Wednesday, April 17, 2013

Horrifying Conversation with Mini #1: The Ginger Ale

Mini and I have had a series of horrifying conversations recently. I've decided to document them for your amusement. Mini is four and a half. Now that's she's getting bigger I'm doing my best to tame her. It's not working.

Here's what happened:

Mini spied a can of ginger ale in the fridge. Why is there ginger ale in the fridge? I have no idea. Ask her father, he did the shopping that week. We don't usually keep soda in the house. I spent the next five days chasing the kids away from it.

Mini: Ooooh... Can I have that?
Me: No.
Mini: I really want to have that.
Me: No. It's 8:30 in the morning. You can't have soda at 8:30 in the morning. That's crazy.
Mini: [Raises eyebrows. Looks skeptical.] 
Me: No.
Mini: OK. [Closes fridge. Walks away.]

I'm an idiot. She never gives up this easily. I should have known she was biding her time. Ten minutes later, I walk out of the bathroom and Mini is standing on a chair next to the fridge and has just opened the can of ice cold ginger ale. She is about to take her first sip.

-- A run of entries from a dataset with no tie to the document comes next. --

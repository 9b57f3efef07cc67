use alloc::vec::Vec;
use core::ops::{Index, IndexMut};
use ndarray::Array2;
use serde::{Deserialize, Serialize};

use crate::*;

/// Owns every [`Cell`] of a board together with the 8-neighbor adjacency between them.
///
/// The shape is fixed at construction, only the cells themselves mutate afterwards.
#[derive(Clone, Debug, PartialEq, Serialize, Deserialize)]
pub struct Grid {
    cells: Array2<Cell>,
}

impl Grid {
    pub fn build(rows: Coord, columns: Coord) -> Result<Self> {
        if rows < 1 || columns < 1 {
            return Err(GameError::InvalidDimensions { rows, columns });
        }

        let cells = Array2::from_shape_fn(
            (usize::from(rows), usize::from(columns)),
            |(row, column)| Cell::new((row as Coord, column as Coord)),
        );
        let mut grid = Self { cells };
        grid.connect_neighbors();
        log::trace!("Built {}x{} grid", rows, columns);
        Ok(grid)
    }

    fn connect_neighbors(&mut self) {
        let size = self.size();
        for cell in self.cells.iter_mut() {
            cell.connect(NeighborIter::new(cell.coords(), size));
        }
    }

    pub fn size(&self) -> Coord2 {
        let (rows, columns) = self.cells.dim();
        (rows as Coord, columns as Coord)
    }

    pub fn rows(&self) -> Coord {
        self.size().0
    }

    pub fn columns(&self) -> Coord {
        self.size().1
    }

    pub fn total_cells(&self) -> CellCount {
        let (rows, columns) = self.size();
        mult(rows, columns)
    }

    pub fn validate_coords(&self, coords: Coord2) -> Result<Coord2> {
        let (rows, columns) = self.size();
        if coords.0 < rows && coords.1 < columns {
            Ok(coords)
        } else {
            Err(GameError::OutOfBounds {
                row: coords.0,
                column: coords.1,
            })
        }
    }

    pub fn cell_at(&self, coords: Coord2) -> Result<&Cell> {
        let coords = self.validate_coords(coords)?;
        Ok(&self[coords])
    }

    pub fn neighbors(&self, coords: Coord2) -> Result<&[Coord2]> {
        Ok(self.cell_at(coords)?.neighbors())
    }

    /// All cells in row-major order.
    pub fn iter(&self) -> impl Iterator<Item = &Cell> {
        self.cells.iter()
    }

    /// Recomputes every cell's adjacent mine count from the current mine layout.
    pub(crate) fn count_adjacent_mines(&mut self) {
        let counts: Vec<u8> = self
            .cells
            .iter()
            .map(|cell| {
                cell.neighbors()
                    .iter()
                    .filter(|&&pos| self[pos].is_mine())
                    .count() as u8
            })
            .collect();

        for (cell, count) in self.cells.iter_mut().zip(counts) {
            cell.set_adjacent_mine_count(count);
        }
    }
}

impl Index<Coord2> for Grid {
    type Output = Cell;

    fn index(&self, coords: Coord2) -> &Self::Output {
        &self.cells[coords.to_nd_index()]
    }
}

impl IndexMut<Coord2> for Grid {
    fn index_mut(&mut self, coords: Coord2) -> &mut Self::Output {
        &mut self.cells[coords.to_nd_index()]
    }
}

Me: You know I have to take that away from you, right?
Mini: Just one sip! I'm so firsty!
Me: No.
Mini: [sucks down a HUGE sip before I can take it away from her] OHHHHhhhhhh.... BURP.
Me: Are you OK?
Mini: Here. You can have it. Take it now. It's not good for kids.
Me: Too fizzy?
Mini: No. Too Catholic.
Me: I'm sorry, did you say too Catholic?
Mini: Yah.

I let that sink in a minute. It still didn't make sense. I asked again.

Me: You don't like the ginger ale because it's too Catholic?
Mini: Yah and that's not good for kids. IT MAKES THEM ACT CRAZY. You telled me that.  [Looks at me like I'm an idiot because apparently, I taught her this.] 
Me: ???
Mini: That's why the big kids can't drink Coke because they act all crazy and they don't sleep. Because of all the Catholic.
Me: ???
Mini: [Speaking really slowly because I'm clearly a moron.] Inside the Coke there's some Catholic. And it makes kids go like: AAAAAAHHHHHHHH!!!!! And then they can't sleep.
[Lightbulb goes off over my head]
Me: Hold up, Buttercup. Do you mean caffeine?
Mini: [Awkward pause.] Yah. That's what I said.
Me: No. You said "Catholic" not "caffeine" and you just really confused your mommy.